**Task details**
Write out each line of the entries below that holds the word "SourceFormat".

________

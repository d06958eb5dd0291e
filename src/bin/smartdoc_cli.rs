//! Command-line front end running the document pipeline in-process.
use std::path::{Path, PathBuf};

use anyhow::{Context, Result, bail};
use clap::{Parser, Subcommand};
use serde_json::{Value, json};
use smartdoc::{
    config::Config,
    extract::SourceFormat,
    logging,
    processing::{DocumentMetadata, DocumentService},
};
use walkdir::WalkDir;

#[derive(Parser)]
#[command(
    name = "smartdoc-cli",
    version = env!("CARGO_PKG_VERSION"),
    about = "Chunk, summarize, and question documents from the command line"
)]
struct Cli {
    #[command(subcommand)]
    command: Command,
}

#[derive(Subcommand)]
enum Command {
    /// Print the chunks a file is split into
    Chunks { file: PathBuf },
    /// Summarize a file
    Summarize { file: PathBuf },
    /// Answer a question from a file
    Ask { file: PathBuf, question: String },
    /// Register every supported file below a directory and print the listing
    Inventory {
        dir: PathBuf,
        /// Only list documents whose filename contains this fragment
        #[arg(long)]
        filter: Option<String>,
    },
}

#[tokio::main]
async fn main() {
    if let Err(err) = run().await {
        eprintln!("error: {err:#}");
        std::process::exit(1);
    }
}

async fn run() -> Result<()> {
    let cli = Cli::parse();
    dotenvy::dotenv().ok();
    logging::init_file_tracing();
    let config = Config::from_env().context("invalid configuration")?;
    let service = DocumentService::initialize(&config)
        .await
        .context("failed to build document service")?;

    let output = match cli.command {
        Command::Chunks { file } => {
            let metadata = load(&service, &file).await?;
            let chunks = service.get_chunks(metadata.doc_id).await?;
            json!({ "filename": metadata.filename, "chunks": chunks })
        }
        Command::Summarize { file } => {
            let metadata = load(&service, &file).await?;
            let summary = service.get_summary(metadata.doc_id).await?;
            json!({ "filename": metadata.filename, "summary": summary })
        }
        Command::Ask { file, question } => {
            let metadata = load(&service, &file).await?;
            let answer = service.query(metadata.doc_id, &question).await?;
            json!({
                "filename": metadata.filename,
                "answer": answer.answer,
                "confidence": answer.confidence,
                "low_confidence": answer.low_confidence,
                "source_chunk": answer.source_chunk,
            })
        }
        Command::Inventory { dir, filter } => inventory(&service, &dir, filter.as_deref()).await?,
    };

    println!("{}", serde_json::to_string_pretty(&output)?);
    Ok(())
}

async fn load(service: &DocumentService, path: &Path) -> Result<DocumentMetadata> {
    let bytes = tokio::fs::read(path)
        .await
        .with_context(|| format!("failed to read {}", path.display()))?;
    let filename = path
        .file_name()
        .map(|name| name.to_string_lossy().into_owned());
    service
        .upload_document(filename, bytes, None)
        .await
        .with_context(|| format!("failed to register {}", path.display()))
}

async fn inventory(service: &DocumentService, dir: &Path, filter: Option<&str>) -> Result<Value> {
    if !dir.is_dir() {
        bail!("{} is not a directory", dir.display());
    }

    let mut skipped = Vec::new();
    for entry in WalkDir::new(dir)
        .sort_by_file_name()
        .into_iter()
        .filter_map(Result::ok)
        .filter(|e| e.file_type().is_file())
    {
        let name = entry.file_name().to_string_lossy();
        if SourceFormat::detect(&name, None).is_err() {
            continue;
        }
        if let Err(err) = load(service, entry.path()).await {
            tracing::warn!(path = %entry.path().display(), error = %err, "Skipping file");
            skipped.push(json!({
                "path": entry.path().display().to_string(),
                "error": format!("{err:#}"),
            }));
        }
    }

    let documents = match filter {
        Some(fragment) => service.find_documents(fragment).await,
        None => service.list_documents().await,
    };
    Ok(json!({ "documents": documents, "skipped": skipped }))
}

________

**Reply**
    extract::SourceFormat,
        if SourceFormat::detect(&name, None).is_err() {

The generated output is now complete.